'''
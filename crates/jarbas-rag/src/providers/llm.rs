//! LLM provider trait for generating answers

use async_trait::async_trait;
use crate::error::Result;

/// Trait for single-turn text generation
///
/// Implementations:
/// - `GeminiClient`: Google Generative Language API (gemini-1.5-flash)
#[async_trait]
pub trait LlmProvider: Send + Sync {
    /// Send one prompt and return the model's text verbatim
    async fn generate(&self, prompt: &str) -> Result<String>;

    /// Get provider name for logging
    fn name(&self) -> &str;

    /// Get the model being used
    fn model(&self) -> &str;
}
'''
- **Your instructions**:
Working through the entries above, copy every line in which "Send" is found.

- **Solution for this problem**:
pub trait LlmProvider: Send + Sync {
    /// Send one prompt and return the model's text verbatim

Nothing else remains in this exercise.